- WHAT THE TASK ASKS -
Begin at the first line below and copy each line exactly, ending with the line where "fn normalize_base_url(raw: &str)" appears.
==================================================
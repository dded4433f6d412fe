//! REST client for the Kalshi API.
//!
//! Covers: open-market discovery. The markets endpoint is public, so
//! requests are unauthenticated.

use std::error::Error as StdError;
use std::time::Duration;

use common::text::summarize_body;
use common::{Error, MarketInfo, MarketsResponse};
use tracing::debug;

pub const MARKETS_PATH: &str = "/trade-api/v2/markets";

fn normalize_base_url(raw: &str) -> String {
    raw.trim().trim_end_matches('/').to_string()
}

fn format_reqwest_error(err: &reqwest::Error) -> String {
    // Keep chained causes so network failures (DNS/TLS/socket) are visible.
    let mut message = err.to_string();
    let mut source = err.source();

    while let Some(cause) = source {
        let cause_msg = cause.to_string();
        if !cause_msg.is_empty() && !message.contains(&cause_msg) {
            message.push_str(": ");
            message.push_str(&cause_msg);
        }
        source = cause.source();
    }

    message
}

/// Async REST client for the Kalshi trade API.
#[derive(Debug, Clone)]
pub struct KalshiRestClient {
    client: reqwest::Client,
    base_url: String,
}

impl KalshiRestClient {
    /// Create a new REST client rooted at `base_url` (e.g. `https://api.elections.kalshi.com`).
    pub fn new(base_url: &str, timeout: Duration) -> Result<Self, Error> {
        let base_url = normalize_base_url(base_url);
        if base_url.is_empty() {
            return Err(Error::Config("Kalshi base URL must not be empty".into()));
        }

        let client = reqwest::Client::builder()
            .pool_max_idle_per_host(4)
            .tcp_keepalive(Duration::from_secs(30))
            .timeout(timeout)
            .build()
            .map_err(|e| Error::Http(format_reqwest_error(&e)))?;

        Ok(Self { client, base_url })
    }

    /// URL helper.
    fn url(&self, path: &str) -> String {
        format!("{}{}", self.base_url, path)
    }

    /// Full URL of the market listing; doubles as the market cache key.
    pub fn markets_endpoint(&self, status: Option<&str>, limit: u32) -> String {
        match status {
            Some(s) => format!("{}?status={}&limit={}", self.url(MARKETS_PATH), s, limit),
            None => format!("{}?limit={}", self.url(MARKETS_PATH), limit),
        }
    }

    /// Fetch a single page of markets.
    ///
    /// An empty `markets` array is returned as `Ok(vec![])`; any transport,
    /// status or decode failure is an `Err`.
    pub async fn get_markets(
        &self,
        status: Option<&str>,
        limit: u32,
    ) -> Result<Vec<MarketInfo>, Error> {
        let mut req = self.client.get(self.url(MARKETS_PATH));
        if let Some(s) = status {
            req = req.query(&[("status", s)]);
        }
        req = req.query(&[("limit", &limit.to_string())]);

        let resp = req
            .send()
            .await
            .map_err(|e| Error::Http(format_reqwest_error(&e)))?;

        let status_code = resp.status().as_u16();
        if status_code != 200 {
            let body = resp.text().await.unwrap_or_default();
            return Err(Error::KalshiApi {
                status: status_code,
                message: summarize_body(&body, 800),
            });
        }

        let raw_body = resp
            .text()
            .await
            .map_err(|e| Error::Http(format_reqwest_error(&e)))?;
        let body = parse_markets(&raw_body)?;

        debug!("Fetched {} markets", body.markets.len());

        Ok(body.markets)
    }
}

fn parse_markets(raw_body: &str) -> Result<MarketsResponse, Error> {
    serde_json::from_str(raw_body).map_err(|e| {
        Error::Http(format!(
            "Error decoding markets response: {}; body={}",
            e,
            summarize_body(raw_body, 800)
        ))
    })
}
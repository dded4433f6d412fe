//! News-edge-bot: Kalshi news-sentiment scanner.
//!
//! Single-binary Tokio application that:
//! 1. Lists open markets on Kalshi
//! 2. Searches recent news for each market title
//! 3. Scores the articles with a lexicon sentiment model
//! 4. Flags markets whose price disagrees with the news-implied probability

mod config;
mod render;
mod scanner;

use std::future::Future;
use std::time::Duration;

use clap::Parser;
use tokio::io::{AsyncBufReadExt, BufReader};
use tokio::time::{interval, MissedTickBehavior};
use tracing::{error, info, warn};

use common::config::BotConfig;
use common::Error;
use kalshi_client::KalshiRestClient;
use news_client::NewsClient;
use scanner::Scanner;

/// Kalshi News Sentiment Scanner
#[derive(Parser)]
#[command(name = "news-edge-bot", about = "Kalshi news-sentiment edge scanner")]
struct Cli {
    /// Run a single scan, print it, and exit.
    #[arg(long)]
    once: bool,

    /// Print the scan report as JSON instead of the dashboard.
    #[arg(long)]
    json: bool,
}

enum Command {
    Refresh,
    Quit,
    Unknown(String),
}

fn parse_command(line: &str) -> Command {
    match line.trim().to_ascii_lowercase().as_str() {
        "" | "r" | "refresh" => Command::Refresh,
        "q" | "quit" | "exit" => Command::Quit,
        other => Command::Unknown(other.to_string()),
    }
}

/// Run one scan and print it. Returns false on a hard stop.
async fn scan_and_print(scanner: &Scanner, cfg: &BotConfig, json: bool) -> bool {
    match scanner.run_scan().await {
        Ok(report) => {
            if json {
                match serde_json::to_string_pretty(&report) {
                    Ok(s) => println!("{}", s),
                    Err(e) => error!("Failed to serialize report: {}", e),
                }
            } else {
                println!("{}", render::render_report(&report, &cfg.strategy));
            }
            true
        }
        Err(e) => {
            if e.is_transport() {
                error!("Scan failed, Kalshi unreachable: {}", e);
            } else {
                error!("Scan failed: {}", e);
            }
            if json {
                println!("{}", serde_json::json!({ "error": e.to_string() }));
            } else {
                println!("{}", render::render_failure(&e, &cfg.strategy));
            }
            false
        }
    }
}

/// Drive `work` to completion unless `shutdown` resolves first.
async fn until_shutdown<W, S>(work: W, shutdown: S) -> Option<W::Output>
where
    W: Future,
    S: Future,
{
    tokio::select! {
        _ = shutdown => None,
        out = work => Some(out),
    }
}

fn build_scanner(cfg: &BotConfig) -> Result<Scanner, Error> {
    let kalshi = KalshiRestClient::new(
        &cfg.kalshi.base_url,
        Duration::from_secs(cfg.kalshi.timeout_secs),
    )?;
    let news = NewsClient::new(&cfg.news, &cfg.news_api_key)?;
    Ok(Scanner::new(cfg.clone(), kalshi, news))
}

#[tokio::main]
async fn main() {
    // Logs go to stderr so the dashboard on stdout stays readable.
    tracing_subscriber::fmt()
        .with_env_filter(
            tracing_subscriber::EnvFilter::try_from_default_env().unwrap_or_else(|_| {
                "news_edge_bot=info,kalshi_client=info,news_client=info,strategy=info".into()
            }),
        )
        .with_target(true)
        .with_writer(std::io::stderr)
        .init();

    let cli = Cli::parse();

    info!("📰 News Edge Bot starting up...");

    let cfg = match config::load_config() {
        Ok(c) => c,
        Err(e) => {
            error!("Configuration error: {}", e);
            std::process::exit(1);
        }
    };

    info!("Kalshi: {}", cfg.kalshi.base_url);
    info!(
        "Strategy: edge>{:.0}%, min_articles={}, scan_cap={}, show={}",
        cfg.strategy.edge_threshold * 100.0,
        cfg.strategy.min_articles,
        cfg.strategy.max_markets,
        cfg.strategy.max_suggestions
    );
    info!(
        "Cache TTLs: markets={}s, news={}s; refresh every {}s",
        cfg.cache.markets_ttl_secs, cfg.cache.news_ttl_secs, cfg.timing.refresh_interval_secs
    );

    let scanner = match build_scanner(&cfg) {
        Ok(s) => s,
        Err(e) => {
            error!("Failed to create HTTP clients: {}", e);
            std::process::exit(1);
        }
    };

    // A scan can run for minutes; Ctrl+C must still interrupt it.
    if cli.once {
        let scan = scan_and_print(&scanner, &cfg, cli.json);
        let code = match until_shutdown(scan, tokio::signal::ctrl_c()).await {
            Some(true) => 0,
            Some(false) => 1,
            None => {
                info!("Shutdown signal received");
                130
            }
        };
        std::process::exit(code);
    }

    let mut ticker = interval(Duration::from_secs(cfg.timing.refresh_interval_secs));
    ticker.set_missed_tick_behavior(MissedTickBehavior::Delay);
    // First tick completes immediately.
    ticker.tick().await;

    let mut lines = BufReader::new(tokio::io::stdin()).lines();
    let mut stdin_open = true;

    'scan: loop {
        let scan = scan_and_print(&scanner, &cfg, cli.json);
        if until_shutdown(scan, tokio::signal::ctrl_c()).await.is_none() {
            info!("Shutdown signal received");
            break 'scan;
        }
        if !cli.json {
            println!("[Enter/r] refresh   [q] quit");
        }

        loop {
            tokio::select! {
                _ = tokio::signal::ctrl_c() => {
                    info!("Shutdown signal received");
                    break 'scan;
                }
                _ = ticker.tick() => {
                    info!("Scheduled refresh");
                    continue 'scan;
                }
                line = lines.next_line(), if stdin_open => match line {
                    Ok(Some(line)) => match parse_command(&line) {
                        Command::Refresh => {
                            info!("Manual refresh requested");
                            scanner.refresh();
                            ticker.reset();
                            continue 'scan;
                        }
                        Command::Quit => break 'scan,
                        Command::Unknown(cmd) => {
                            warn!("Unknown command {:?} (use r to refresh, q to quit)", cmd);
                        }
                    },
                    Ok(None) => {
                        info!("stdin closed; continuing on the refresh timer");
                        stdin_open = false;
                    }
                    Err(e) => {
                        warn!("stdin read failed: {}", e);
                        stdin_open = false;
                    }
                },
            }
        }
    }

    info!("Shutdown complete");
}

#[cfg(test)]
mod tests {
    use super::*;

    #[test]
    fn test_parse_command() {
        assert!(matches!(parse_command(""), Command::Refresh));
        assert!(matches!(parse_command(" R \n"), Command::Refresh));
        assert!(matches!(parse_command("refresh"), Command::Refresh));
        assert!(matches!(parse_command("q"), Command::Quit));
        assert!(matches!(parse_command("QUIT"), Command::Quit));
        assert!(matches!(parse_command("help"), Command::Unknown(ref c) if c == "help"));
    }

    #[tokio::test]
    async fn test_shutdown_interrupts_pending_work() {
        let out = until_shutdown(std::future::pending::<bool>(), async {}).await;
        assert!(out.is_none());
    }

    #[tokio::test]
    async fn test_work_finishes_without_shutdown() {
        let out = until_shutdown(async { true }, std::future::pending::<()>()).await;
        assert_eq!(out, Some(true));
    }

    #[test]
    fn test_cli_flags() {
        let cli = Cli::parse_from(["news-edge-bot", "--once", "--json"]);
        assert!(cli.once);
        assert!(cli.json);
        let cli = Cli::parse_from(["news-edge-bot"]);
        assert!(!cli.once && !cli.json);
    }
}
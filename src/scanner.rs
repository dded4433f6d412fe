//! One refresh cycle: markets → news → sentiment → edge.
//!
//! Every HTTP call is awaited in sequence. Market and news responses are
//! cached with their own TTLs; only successful responses are cached.

use std::time::Instant;

use chrono::Utc;
use common::config::BotConfig;
use common::{Article, Error, MarketInfo};
use kalshi_client::KalshiRestClient;
use news_client::NewsClient;
use strategy::{
    new_market_cache, new_news_cache, MarketCache, NewsCache, ScanReport, ScanStats, SkipReason,
    StrategyEngine,
};
use tracing::{debug, info, warn};

pub struct Scanner {
    cfg: BotConfig,
    kalshi: KalshiRestClient,
    news: NewsClient,
    engine: StrategyEngine,
    market_cache: MarketCache,
    news_cache: NewsCache,
}

impl Scanner {
    pub fn new(cfg: BotConfig, kalshi: KalshiRestClient, news: NewsClient) -> Self {
        let engine = StrategyEngine::new(cfg.strategy.clone());
        let market_cache = new_market_cache(cfg.cache.markets_ttl_secs);
        let news_cache = new_news_cache(cfg.cache.news_ttl_secs);
        Self {
            cfg,
            kalshi,
            news,
            engine,
            market_cache,
            news_cache,
        }
    }

    /// Drop all cached responses so the next scan refetches everything.
    pub fn refresh(&self) {
        info!(
            "Clearing caches ({} market listings, {} news queries)",
            self.market_cache.len(),
            self.news_cache.len()
        );
        self.market_cache.clear();
        self.news_cache.clear();
    }

    /// Drop entries past their TTL, including keys no market asks for anymore.
    fn purge_expired(&self, now: Instant) {
        let markets = self.market_cache.purge_expired(now);
        let news = self.news_cache.purge_expired(now);
        if markets + news > 0 {
            debug!(
                "Purged {} market listings (ttl {:?}) and {} news queries (ttl {:?})",
                markets,
                self.market_cache.ttl(),
                news,
                self.news_cache.ttl()
            );
        }
    }

    /// Run a full scan. Fails only when the market list can't be obtained
    /// or comes back empty.
    pub async fn run_scan(&self) -> Result<ScanReport, Error> {
        self.purge_expired(Instant::now());

        let markets = self.load_markets().await?;
        if markets.is_empty() {
            return Err(Error::NoMarkets);
        }

        let mut stats = ScanStats {
            markets_fetched: markets.len(),
            ..ScanStats::default()
        };
        let mut found = Vec::new();

        for market in markets.iter().take(self.cfg.strategy.max_markets) {
            stats.markets_considered += 1;
            match self.scan_market(market).await {
                Ok(suggestion) => {
                    info!(
                        "EDGE: {} — {} edge={:+.3} (market={:.2}, est={:.2}, sentiment={:.2})",
                        suggestion.ticker,
                        suggestion.side,
                        suggestion.edge,
                        suggestion.market_prob,
                        suggestion.est_prob,
                        suggestion.sentiment
                    );
                    stats.record_suggestion();
                    found.push(suggestion);
                }
                Err(reason) => {
                    debug!("{}: skipped, {}", market.ticker, reason);
                    stats.record_skip(&reason);
                }
            }
        }

        let total_found = found.len();
        let suggestions = self.engine.rank(found);

        info!(
            "Scan complete: fetched={} considered={} scored={} edges={} (extreme={}, short={}, news_err={}, few_articles={})",
            stats.markets_fetched,
            stats.markets_considered,
            stats.scored,
            total_found,
            stats.skipped_extreme_price,
            stats.skipped_short_query,
            stats.skipped_news_unavailable,
            stats.skipped_few_articles,
        );

        Ok(ScanReport {
            suggestions,
            total_found,
            stats,
            refreshed_at: Utc::now(),
        })
    }

    async fn scan_market(&self, market: &MarketInfo) -> Result<common::Suggestion, SkipReason> {
        let query = self.engine.prefilter(market)?;
        let articles = self
            .load_news(&query)
            .await
            .map_err(|_| SkipReason::NewsUnavailable)?;
        self.engine.evaluate(market, &articles)
    }

    async fn load_markets(&self) -> Result<Vec<MarketInfo>, Error> {
        let kalshi = &self.cfg.kalshi;
        let key = self
            .kalshi
            .markets_endpoint(Some(&kalshi.market_status), kalshi.market_limit);

        if let Some(markets) = self.market_cache.get(&key) {
            debug!("Market list served from cache ({} markets)", markets.len());
            return Ok(markets);
        }

        info!("Fetching open markets...");
        let markets = self
            .kalshi
            .get_markets(Some(&kalshi.market_status), kalshi.market_limit)
            .await?;
        info!("Fetched {} markets", markets.len());
        self.market_cache.insert(key, markets.clone());
        Ok(markets)
    }

    async fn load_news(&self, query: &str) -> Result<Vec<Article>, Error> {
        let key = self.news.effective_query(query).to_string();

        if let Some(articles) = self.news_cache.get(&key) {
            debug!("News for {:?} served from cache ({} articles)", key, articles.len());
            return Ok(articles);
        }

        match self.news.fetch_articles(&key).await {
            Ok(articles) => {
                self.news_cache.insert(key, articles.clone());
                Ok(articles)
            }
            Err(e) => {
                warn!("News fetch failed for {:?}: {}", key, e);
                Err(e)
            }
        }
    }
}
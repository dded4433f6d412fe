//! Edge detection engine.
//!
//! Decides per market whether it is worth a news lookup, scores the articles
//! that come back, and turns the sentiment-implied probability into a
//! `Suggestion` when it diverges from the market price by more than the
//! configured threshold. Fetching is left to the caller.

use std::fmt;

use chrono::{DateTime, Utc};
use common::config::StrategyConfig;
use common::text::truncate_chars;
use common::{Article, MarketInfo, Side, Suggestion};
use serde::Serialize;
use tracing::debug;

use crate::probability::{est_yes_prob, side_edges};
use crate::sentiment::{sentiment_score, SentimentAnalyzer};

/// Title fragments removed before a title is used as a news query.
const QUERY_STRIP: [&str; 3] = ["Will ", "?", " happen"];

/// Why a market produced no suggestion.
#[derive(Debug, Clone, PartialEq)]
pub enum SkipReason {
    /// YES bid at or beyond the saturated extremes.
    ExtremePrice { yes_bid: i64 },
    /// Title-derived query too short to search on.
    QueryTooShort { query: String },
    /// The news lookup failed.
    NewsUnavailable,
    /// Fewer articles than the minimum needed to score.
    TooFewArticles { count: usize },
    /// Neither side cleared the edge threshold.
    NoEdge { edge_yes: f64, edge_no: f64 },
}

impl fmt::Display for SkipReason {
    fn fmt(&self, f: &mut fmt::Formatter<'_>) -> fmt::Result {
        match self {
            SkipReason::ExtremePrice { yes_bid } => write!(f, "price at extreme ({}¢)", yes_bid),
            SkipReason::QueryTooShort { query } => write!(f, "query too short ({:?})", query),
            SkipReason::NewsUnavailable => f.write_str("news unavailable"),
            SkipReason::TooFewArticles { count } => write!(f, "too few articles ({})", count),
            SkipReason::NoEdge { edge_yes, edge_no } => {
                write!(f, "no edge (yes={:+.3}, no={:+.3})", edge_yes, edge_no)
            }
        }
    }
}

/// Per-scan counters, for logging and the dashboard footer.
#[derive(Debug, Clone, Default, PartialEq, Eq, Serialize)]
pub struct ScanStats {
    pub markets_fetched: usize,
    pub markets_considered: usize,
    pub skipped_extreme_price: usize,
    pub skipped_short_query: usize,
    pub skipped_news_unavailable: usize,
    pub skipped_few_articles: usize,
    pub scored: usize,
    pub no_edge: usize,
}

impl ScanStats {
    pub fn record_skip(&mut self, reason: &SkipReason) {
        match reason {
            SkipReason::ExtremePrice { .. } => self.skipped_extreme_price += 1,
            SkipReason::QueryTooShort { .. } => self.skipped_short_query += 1,
            SkipReason::NewsUnavailable => self.skipped_news_unavailable += 1,
            SkipReason::TooFewArticles { .. } => self.skipped_few_articles += 1,
            SkipReason::NoEdge { .. } => {
                self.scored += 1;
                self.no_edge += 1;
            }
        }
    }

    pub fn record_suggestion(&mut self) {
        self.scored += 1;
    }
}

/// Result of one full refresh cycle.
#[derive(Debug, Clone, Serialize)]
pub struct ScanReport {
    /// Ranked and truncated suggestions.
    pub suggestions: Vec<Suggestion>,
    /// Suggestions found before truncation.
    pub total_found: usize,
    pub stats: ScanStats,
    pub refreshed_at: DateTime<Utc>,
}

/// Stateless edge detector.
#[derive(Debug, Clone)]
pub struct StrategyEngine {
    pub config: StrategyConfig,
    analyzer: SentimentAnalyzer,
}

impl StrategyEngine {
    pub fn new(config: StrategyConfig) -> Self {
        Self {
            config,
            analyzer: SentimentAnalyzer::new(),
        }
    }

    /// Check price bounds and derive the news query for `market`.
    pub fn prefilter(&self, market: &MarketInfo) -> Result<String, SkipReason> {
        let yes = market.yes_price();
        if yes <= self.config.min_price || yes >= self.config.max_price {
            return Err(SkipReason::ExtremePrice {
                yes_bid: market.yes_bid,
            });
        }

        let query = build_query(&market.title, self.config.max_query_chars);
        if query.chars().count() < self.config.min_query_chars {
            return Err(SkipReason::QueryTooShort { query });
        }

        Ok(query)
    }

    /// Score `articles` against `market` and emit a suggestion if either side
    /// clears the threshold. YES is checked first.
    pub fn evaluate(
        &self,
        market: &MarketInfo,
        articles: &[Article],
    ) -> Result<Suggestion, SkipReason> {
        if articles.len() < self.config.min_articles {
            return Err(SkipReason::TooFewArticles {
                count: articles.len(),
            });
        }

        let sentiment = sentiment_score(&self.analyzer, articles);
        let est = est_yes_prob(sentiment);
        self.suggest(market, sentiment, est)
    }

    fn suggest(
        &self,
        market: &MarketInfo,
        sentiment: f64,
        est: f64,
    ) -> Result<Suggestion, SkipReason> {
        let yes = market.yes_price();
        let (edge_yes, edge_no) = side_edges(est, yes);

        debug!(
            "{}: sentiment={:.3}, est={:.3}, yes={:.2}, edge_yes={:+.3}, edge_no={:+.3}",
            market.ticker, sentiment, est, yes, edge_yes, edge_no
        );

        let (side, market_prob, est_prob, edge) = if edge_yes > self.config.edge_threshold {
            (Side::Yes, yes, est, edge_yes)
        } else if edge_no > self.config.edge_threshold {
            (Side::No, 1.0 - yes, 1.0 - est, edge_no)
        } else {
            return Err(SkipReason::NoEdge { edge_yes, edge_no });
        };

        Ok(Suggestion {
            side,
            ticker: market.ticker.clone(),
            title: market.title.clone(),
            market_prob,
            est_prob,
            edge,
            sentiment,
        })
    }

    /// Sort by edge, largest first, and keep the top `max_suggestions`.
    pub fn rank(&self, mut suggestions: Vec<Suggestion>) -> Vec<Suggestion> {
        suggestions.sort_by(|a, b| b.edge.total_cmp(&a.edge));
        suggestions.truncate(self.config.max_suggestions);
        suggestions
    }
}

/// Strip question phrasing from a market title and cap its length.
pub fn build_query(title: &str, max_chars: usize) -> String {
    let mut query = title.to_string();
    for fragment in QUERY_STRIP {
        query = query.replace(fragment, "");
    }
    truncate_chars(query.trim(), max_chars).to_string()
}
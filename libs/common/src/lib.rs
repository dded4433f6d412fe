//! Shared types, config, and error definitions for the news-edge bot.

pub mod config;
pub mod error;
pub mod text;
pub mod types;

pub use config::BotConfig;
pub use error::Error;
pub use types::*;

/// Convenience Result alias.
pub type Result<T> = std::result::Result<T, Error>;
//! Plain-text dashboard for the terminal.

use std::fmt::Write;

use common::config::StrategyConfig;
use common::{Error, Suggestion};
use strategy::ScanReport;

const TITLE: &str = "Kalshi Bet Suggestions — News Sentiment Scanner";
const EMPTY_STATE: &str =
    "No clear edges right now (markets are pretty efficient). Check back later.";
const FETCH_FAILED: &str = "Couldn't reach Kalshi API right now. Try refresh.";

fn pct(p: f64) -> String {
    format!("{:.0}%", p * 100.0)
}

fn header(out: &mut String, cfg: &StrategyConfig) {
    let _ = writeln!(out, "{}", TITLE);
    let _ = writeln!(
        out,
        "Flags bets with ≥{:.0}% edge vs current market price. Not advice — trade at own risk!",
        cfg.edge_threshold * 100.0
    );
    out.push('\n');
}

fn card(out: &mut String, s: &Suggestion, strong_edge: f64) {
    let marker = if s.edge > strong_edge { "🟢" } else { "🟡" };
    let _ = writeln!(out, "{} Buy {} — {}", marker, s.side, s.ticker);
    let _ = writeln!(out, "{}", s.title);
    let _ = writeln!(
        out,
        "Market ≈ {}   |   News est. {}   |   Edge +{}   |   Sentiment {:.2}",
        pct(s.market_prob),
        pct(s.est_prob),
        pct(s.edge),
        s.sentiment
    );
    let _ = writeln!(out, "---");
}

/// Render a completed scan as the dashboard text.
pub fn render_report(report: &ScanReport, cfg: &StrategyConfig) -> String {
    let mut out = String::new();
    header(&mut out, cfg);

    if report.suggestions.is_empty() {
        let _ = writeln!(out, "{}", EMPTY_STATE);
    } else {
        let _ = writeln!(out, "Found {} potential edges!", report.total_found);
        out.push('\n');
        for s in &report.suggestions {
            card(&mut out, s, cfg.strong_edge);
        }
    }

    out.push('\n');
    let _ = writeln!(
        out,
        "Last refresh: {}",
        report.refreshed_at.format("%Y-%m-%d %H:%M UTC")
    );
    out
}

/// Render a scan that could not load the market list.
pub fn render_failure(err: &Error, cfg: &StrategyConfig) -> String {
    let mut out = String::new();
    header(&mut out, cfg);
    let _ = writeln!(out, "{}", FETCH_FAILED);
    let _ = writeln!(out, "({})", err);
    out
}

#[cfg(test)]
mod tests {
    use super::*;
    use chrono::{TimeZone, Utc};
    use common::Side;
    use strategy::ScanStats;

    fn suggestion(ticker: &str, side: Side, edge: f64) -> Suggestion {
        Suggestion {
            side,
            ticker: ticker.into(),
            title: format!("Will {} resolve?", ticker),
            market_prob: 0.30,
            est_prob: 0.30 + edge,
            edge,
            sentiment: 0.0,
        }
    }

    fn report(suggestions: Vec<Suggestion>, total_found: usize) -> ScanReport {
        ScanReport {
            suggestions,
            total_found,
            stats: ScanStats::default(),
            refreshed_at: Utc.with_ymd_and_hms(2026, 10, 15, 9, 5, 42).unwrap(),
        }
    }

    #[test]
    fn test_cards_and_status_line() {
        let cfg = StrategyConfig::default();
        let out = render_report(
            &report(
                vec![
                    suggestion("KXSTRONG", Side::Yes, 0.20),
                    suggestion("KXMILD", Side::No, 0.10),
                ],
                14,
            ),
            &cfg,
        );

        assert!(out.starts_with(TITLE));
        assert!(out.contains("≥9% edge"));
        assert!(out.contains("Found 14 potential edges!"));
        assert!(out.contains("🟢 Buy YES — KXSTRONG"));
        assert!(out.contains("🟡 Buy NO — KXMILD"));
        assert!(out.contains("Will KXSTRONG resolve?"));
        assert!(out.contains(
            "Market ≈ 30%   |   News est. 50%   |   Edge +20%   |   Sentiment 0.00"
        ));
        assert_eq!(out.matches("---").count(), 2);
        assert!(out.trim_end().ends_with("Last refresh: 2026-10-15 09:05 UTC"));
        assert!(!out.contains(EMPTY_STATE));
    }

    #[test]
    fn test_edge_at_strong_cutoff_is_yellow() {
        let cfg = StrategyConfig::default();
        let out = render_report(&report(vec![suggestion("KXEDGE", Side::Yes, 0.12)], 1), &cfg);
        assert!(out.contains("🟡 Buy YES — KXEDGE"));
    }

    #[test]
    fn test_empty_state() {
        let out = render_report(&report(Vec::new(), 0), &StrategyConfig::default());
        assert!(out.contains(EMPTY_STATE));
        assert!(!out.contains("potential edges"));
        assert!(out.contains("Last refresh: 2026-10-15 09:05 UTC"));
    }

    #[test]
    fn test_failure_message() {
        let out = render_failure(&Error::NoMarkets, &StrategyConfig::default());
        assert!(out.contains(FETCH_FAILED));
        assert!(out.contains("Kalshi returned no open markets"));
    }
}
==================================================
- RESULT -
repository dded4433f6d412fe
//! REST client for the Kalshi API.
//!
//! Covers: open-market discovery. The markets endpoint is public, so
//! requests are unauthenticated.

use std::error::Error as StdError;
use std::time::Duration;

use common::text::summarize_body;
use common::{Error, MarketInfo, MarketsResponse};
use tracing::debug;

pub const MARKETS_PATH: &str = "/trade-api/v2/markets";

fn normalize_base_url(raw: &str) -> String {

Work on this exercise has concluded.